With that being said, whether it was a result of my own psyche or the literal atmosphere of that building, I didn't quite feel as if I'd earned my keep. Yes, I was a first-year BFA student, and had nearly full access to the building with my security badge, and was a proud student of one of its resident voice/dialect coaches, Lucinda Holshue, but I still felt shy. In the long hallways, I'd dart my eyes downward in order to avoid saying hello to passersby, but I'd still feel bad if the same was done to me. I was keeping a low profile.

Actor training is useful for life, as it challenges one to consider action and engagement within a community. During our second semester, Ms. Holshue assigned us to interview someone with whom we were less familiar and that preferably didn't work in theatre. We would record this interview, and then come to develop a monologue which we would perform as our interviewee. Being dreadfully shy, I eventually chose my new housemate (who I will write about at a different point, I am sure). A safe choice, but still an unfamiliar one.

After my interview with her, my mind was opened up to the extraordinary growth one can go through by being open to the unfamiliar. My housemate dropped me off at the Guthrie that Sunday afternoon, where I was planning on doing homework for a while. But something in my heart was bursting. This need to share how much I wanted to embrace others!

A woman I'd said "hello" to, but never necessarily spoke with, was sitting behind the desk that day. Her name was Kate, and she is, as she self describes on her Facebook page, a but of a mother hen as the stage door attendant at the Guthrie Theater. Frankly, I can't imagine her not being there one day (which, of course, will one day happen). Kate is the embodiment of those beautiful pastel paper stocks filled with stenciled drawings and words of wisdom that come from sincerity. She is present. Smart without being cynical, open without being fooled.

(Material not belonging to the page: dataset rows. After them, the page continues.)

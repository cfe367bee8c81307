//! Physics errors
//!
//! Only programmer errors are reported here. Degenerate geometry, missing
//! cells and full result buffers are not errors; queries simply report no
//! collision or a partial count.

use brisk_core::Entity;
use thiserror::Error;

use crate::collider::ColliderId;

/// Precondition violations raised by the physics API
#[derive(Error, Debug, Clone, PartialEq)]
pub enum PhysicsError {
    #[error("Entity {0:?} does not exist")]
    UnknownEntity(Entity),

    #[error("Collider {0:?} does not exist")]
    UnknownCollider(ColliderId),

    #[error("Entity {entity:?} already owns collider {existing:?}")]
    ColliderAlreadyAttached { entity: Entity, existing: ColliderId },

    #[error("Entity {0:?} already has an arcade rigidbody")]
    RigidbodyAlreadyAttached(Entity),

    #[error("Entity {0:?} has no visual bounds to size its collider from")]
    CannotAutoSize(Entity),

    #[error("Character controller on {0:?} requires a box collider")]
    ControllerRequiresBox(Entity),

    #[error("Polygon needs at least 3 points, got {0}")]
    DegeneratePolygon(usize),
}

/// Result type for physics operations
pub type PhysicsResult<T> = Result<T, PhysicsError>;
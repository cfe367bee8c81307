//! Physics world
//!
//! [`PhysicsWorld`] owns everything the collision layer needs: entity
//! transforms, colliders, the spatial hash, trigger listeners and arcade
//! rigidbodies. Movers and controllers borrow it mutably for the duration of
//! a call; nothing is global.
//!
//! Transform changes do not touch the spatial hash directly. The collider is
//! marked dirty and queued, and the queue is drained before the next query,
//! so a collider moved several times in one tick is rehashed once.

use ahash::{AHashMap, RandomState};
use brisk_core::{Entity, Ray2D, RectangleF, Transform2D, TransformComponent, Vec2};
use indexmap::{IndexMap, IndexSet};
use log::{debug, warn};

use crate::arena::Arena;
use crate::collider::{Collider, ColliderId, ColliderShape};
use crate::config::{ColliderConfig, LayerMask, PhysicsConfig};
use crate::error::{PhysicsError, PhysicsResult};
use crate::results::{CollisionResult, RaycastHit};
use crate::rigidbody::ArcadeRigidbody;
use crate::shapes::{BoundsContext, Polygon, Shape};
use crate::spatial_hash::{LinecastMode, SpatialHash};
use crate::triggers::{TriggerListener, TriggerPair};

#[derive(Debug, Clone)]
struct EntityRecord {
    transform: Transform2D,
    in_scene: bool,
    collider: Option<ColliderId>,
    /// Bounds of whatever draws the entity, used to auto-size colliders
    visual_bounds: Option<RectangleF>,
}

/// Which pooled shape an overlap query tests against
#[derive(Debug, Clone, Copy)]
enum Probe {
    Box,
    Circle,
}

pub struct PhysicsWorld {
    config: PhysicsConfig,
    entities: Arena<Entity, EntityRecord>,
    colliders: Arena<ColliderId, Collider>,
    spatial_hash: SpatialHash,
    /// Registered colliders whose transform changed since the last query
    pending_updates: IndexSet<ColliderId, RandomState>,
    listeners: AHashMap<Entity, Vec<Box<dyn TriggerListener>>>,
    pub(crate) rigidbodies: IndexMap<Entity, ArcadeRigidbody, RandomState>,
    broadphase_buffer: Vec<ColliderId>,
    overlap_test_box: Shape,
    overlap_test_circle: Shape,
}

My new-found interest in getting to know people allowed me naturally trusting self to open up to her. I genuinely expressed my interest in just wanting to speak to someone. Everyone around me has had their share of hardships and joys, and all that builds up to create the person they present to the world, for better or worse. Kate just started chatting with me about her job and the ghosts that haunted the original Guthrie Theater on Vineland. I talked about my own experiences with ghosts. Sundays are generally slow at the Guthrie. While it is a show-day, the offices are usually quiet. It relaxes the building, and Sundays have ever since that day been my favorite day of the week at the Guthrie.

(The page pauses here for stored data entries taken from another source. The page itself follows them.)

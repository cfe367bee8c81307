use brisk_core::{RectangleF, Vec2};

use super::{BoundsContext, Polygon};

/// Rectangle shape. Stays on the axis-aligned fast paths until its owner is
/// rotated, then behaves like any other polygon.
#[derive(Debug, Clone, PartialEq)]
pub struct BoxShape {
    polygon: Polygon,
    width: f32,
    height: f32,
}

impl BoxShape {
    pub fn new(width: f32, height: f32) -> Self {
        Self {
            polygon: Polygon::new_box(width, height),
            width,
            height,
        }
    }

    pub fn width(&self) -> f32 {
        self.width
    }

    pub fn height(&self) -> f32 {
        self.height
    }

    /// Resize the box. Takes effect on the next bounds recalculation.
    pub fn update_box(&mut self, width: f32, height: f32) {
        self.width = width;
        self.height = height;
        self.polygon.set_points(Polygon::build_box(width, height));
    }

    pub fn polygon(&self) -> &Polygon {
        &self.polygon
    }

    pub fn is_unrotated(&self) -> bool {
        self.polygon.is_unrotated()
    }

    pub fn position(&self) -> Vec2 {
        self.polygon.position
    }

    pub fn bounds(&self) -> RectangleF {
        self.polygon.bounds
    }

    pub(crate) fn position_mut(&mut self) -> &mut Vec2 {
        &mut self.polygon.position
    }

    pub(crate) fn bounds_mut(&mut self) -> &mut RectangleF {
        &mut self.polygon.bounds
    }

    pub(crate) fn center(&self) -> Vec2 {
        self.polygon.center
    }

    pub fn recalculate_bounds(&mut self, ctx: &BoundsContext) {
        self.polygon.recalculate_bounds(ctx);
    }

    /// Closed containment test; points on the border count as inside
    pub fn contains_point(&self, point: Vec2) -> bool {
        if self.is_unrotated() {
            let bounds = self.bounds();
            return point.x >= bounds.left()
                && point.x <= bounds.right()
                && point.y >= bounds.top()
                && point.y <= bounds.bottom();
        }
        self.polygon.contains_point(point)
    }
}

Kate asked, as our conversation had lasted a couple of hours, nearing her shift's end, if I wanted a ride home. Being a child of the 90s and post 9/11 raised me to be weary of all offers from strangers, even ones dwelling and working in the same space as me. I could never even imagine offering a stranger my couch.

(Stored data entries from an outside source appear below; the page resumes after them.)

//! Spatial hash broadphase
//!
//! A uniform grid keyed by integer cell coordinates. Each cell lists the
//! colliders whose registered bounds touch it. The hash only stores handles;
//! anything that needs a collider's bounds, layer or shape is supplied by the
//! caller through a closure, so the hash never borrows the collider arena.

use ahash::{AHashMap, AHashSet};
use brisk_core::math::IVec2;
use brisk_core::{RectangleF, Vec2};

use crate::collider::ColliderId;
use crate::results::RaycastHit;

/// How a linecast walk collects hits
#[derive(Debug, Clone, Copy, PartialEq, Eq)]
pub enum LinecastMode {
    /// Stop as soon as no later cell can produce a closer hit
    Closest,
    /// Walk the whole segment and keep every hit
    All,
}

#[derive(Debug, Clone)]
pub struct SpatialHash {
    cell_size: f32,
    inverse_cell_size: f32,
    cells: AHashMap<IVec2, Vec<ColliderId>>,
    /// Scratch set reused by queries to visit each collider once
    checked: AHashSet<ColliderId>,
    /// Scratch hits reused by linecasts
    found: Vec<(RaycastHit, i32, ColliderId)>,
}

impl SpatialHash {
    pub fn new(cell_size: f32) -> Self {
        let cell_size = if cell_size > 0.0 { cell_size } else { 100.0 };
        Self {
            cell_size,
            inverse_cell_size: 1.0 / cell_size,
            cells: AHashMap::new(),
            checked: AHashSet::new(),
            found: Vec::new(),
        }
    }

    pub fn cell_size(&self) -> f32 {
        self.cell_size
    }

    /// Cell containing a world-space point
    pub fn cell_coords(&self, x: f32, y: f32) -> IVec2 {
        IVec2::new(
            (x * self.inverse_cell_size).floor() as i32,
            (y * self.inverse_cell_size).floor() as i32,
        )
    }

    /// Inclusive range of cells covered by `bounds`
    fn cell_range(&self, bounds: &RectangleF) -> (IVec2, IVec2) {
        (
            self.cell_coords(bounds.x, bounds.y),
            self.cell_coords(bounds.right(), bounds.bottom()),
        )
    }

    pub fn cell_at(&self, coords: IVec2) -> Option<&[ColliderId]> {
        self.cells.get(&coords).map(Vec::as_slice)
    }

    /// Number of non-empty cells
    pub fn cell_count(&self) -> usize {
        self.cells.len()
    }

    /// Iterate every non-empty cell and its colliders
    pub fn cells(&self) -> impl Iterator<Item = (IVec2, &[ColliderId])> {
        self.cells.iter().map(|(coords, ids)| (*coords, ids.as_slice()))
    }

    /// Add a collider to every cell its bounds cover. The caller keeps
    /// `bounds` so the exact same cells can be found again on removal.
    pub fn register(&mut self, id: ColliderId, bounds: &RectangleF) {
        let (min, max) = self.cell_range(bounds);
        for x in min.x..=max.x {
            for y in min.y..=max.y {
                self.cells.entry(IVec2::new(x, y)).or_default().push(id);
            }
        }
    }

    /// Remove a collider from the cells of its registered bounds. Cells left
    /// empty are dropped.
    pub fn remove(&mut self, id: ColliderId, registered_bounds: &RectangleF) {
        let (min, max) = self.cell_range(registered_bounds);
        for x in min.x..=max.x {
            for y in min.y..=max.y {
                let coords = IVec2::new(x, y);
                if let Some(cell) = self.cells.get_mut(&coords) {
                    cell.retain(|other| *other != id);
                    if cell.is_empty() {
                        self.cells.remove(&coords);
                    }
                }
            }
        }
    }

    /// Remove a collider from every cell, for when its registered bounds are
    /// unknown
    pub fn remove_with_brute_force(&mut self, id: ColliderId) {
        self.cells.retain(|_, cell| {
            cell.retain(|other| *other != id);
            !cell.is_empty()
        });
    }

    pub fn clear(&mut self) {
        self.cells.clear();
        self.checked.clear();
    }

    /// Collect colliders in the cells covered by `bounds`, each at most once,
    /// in discovery order. `accept` performs the bounds and layer filtering.
    pub fn aabb_broadphase(
        &mut self,
        bounds: &RectangleF,
        exclude: Option<ColliderId>,
        results: &mut Vec<ColliderId>,
        mut accept: impl FnMut(ColliderId) -> bool,
    ) {
        self.checked.clear();
        let (min, max) = self.cell_range(bounds);

        for x in min.x..=max.x {
            for y in min.y..=max.y {
                let Some(cell) = self.cells.get(&IVec2::new(x, y)) else {
                    continue;
                };

                for &id in cell {
                    if Some(id) == exclude || !self.checked.insert(id) {
                        continue;
                    }
                    if accept(id) {
                        results.push(id);
                    }
                }
            }
        }
    }

    /// Walk the grid along `start -> end` one cell at a time and run `test`
    /// against each collider found, once per collider. `test` returns the hit
    /// and the collider's cast sort order.
    ///
    /// Hits are pushed to `hits` ordered by fraction, then sort order, then
    /// handle. Returns whether the walk gave up after `max_steps` cells.
    pub fn linecast(
        &mut self,
        start: Vec2,
        end: Vec2,
        max_steps: u32,
        mode: LinecastMode,
        hits: &mut Vec<RaycastHit>,
        mut test: impl FnMut(ColliderId) -> Option<(RaycastHit, i32)>,
    ) -> bool {
        self.checked.clear();
        let mut found = std::mem::take(&mut self.found);
        found.clear();

        let direction = end - start;
        let mut current = self.cell_coords(start.x, start.y);
        let last = self.cell_coords(end.x, end.y);

        let mut step_x = direction.x.signum() as i32;
        let mut step_y = direction.y.signum() as i32;
        if current.x == last.x {
            step_x = 0;
        }
        if current.y == last.y {
            step_y = 0;
        }

        // Fractions of `direction` at which the walk crosses the next boundary
        let boundary_x = (current.x + i32::from(step_x > 0)) as f32 * self.cell_size;
        let boundary_y = (current.y + i32::from(step_y > 0)) as f32 * self.cell_size;
        let mut t_max_x = if step_x != 0 {
            (boundary_x - start.x) / direction.x
        } else {
            f32::MAX
        };
        let mut t_max_y = if step_y != 0 {
            (boundary_y - start.y) / direction.y
        } else {
            f32::MAX
        };
        let t_delta_x = if step_x != 0 {
            self.cell_size / direction.x.abs()
        } else {
            f32::MAX
        };
        let t_delta_y = if step_y != 0 {
            self.cell_size / direction.y.abs()
        } else {
            f32::MAX
        };

        let mut steps = 0;
        let mut hit_step_cap = false;
        loop {
            if let Some(cell) = self.cells.get(&current) {
                for &id in cell {
                    if !self.checked.insert(id) {
                        continue;
                    }
                    if let Some((hit, order)) = test(id) {
                        found.push((hit, order, id));
                    }
                }
            }

            if current == last {
                break;
            }

            // Nothing undiscovered can be hit before this cell's exit
            let exit = t_max_x.min(t_max_y);
            if mode == LinecastMode::Closest && found.iter().any(|(hit, _, _)| hit.fraction < exit) {
                break;
            }

            steps += 1;
            if steps >= max_steps {
                hit_step_cap = true;
                break;
            }

            // Never step past the final row or column on float noise
            let along_x = if current.x == last.x {
                false
            } else if current.y == last.y {
                true
            } else {
                t_max_x < t_max_y
            };

            if along_x {
                current.x += step_x;
                t_max_x += t_delta_x;
            } else {
                current.y += step_y;
                t_max_y += t_delta_y;
            }
        }

        found.sort_by(|a, b| {
            a.0.fraction
                .total_cmp(&b.0.fraction)
                .then(a.1.cmp(&b.1))
                .then(a.2.cmp(&b.2))
        });

        match mode {
            LinecastMode::Closest => hits.extend(found.first().map(|(hit, _, _)| *hit)),
            LinecastMode::All => hits.extend(found.iter().map(|(hit, _, _)| *hit)),
        }
        self.found = found;

        hit_step_cap
    }
}

impl Default for SpatialHash {
    fn default() -> Self {
        Self::new(100.0)
    }
}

And the generosity didn't stop there. Over the years, I have been able to borrow Kate's car for errands on many a day while she was at work, and house sat for her many times to take care of her two beautiful cats, Elliot and Bug. Her husband has also become a good friend, and their lovely daughters have introduced themselves to me whilst in town.

As I sit in their living room as their house guest for a week, I feel so at home here. Kate is a soul that opens her arms, which metaphorically means she opens her heart to those she recognizes as loving and good. I hope I can always live up to her expectation. In a city that has been both good an bad to my spirit, she has always been a beacon of unconditional love. Lapses between meeting with her matter not at the end of the day. We are friends. Friendship, true friendship, defies age and geography. Forever in my heart, with pastel cardstock, will Kate be.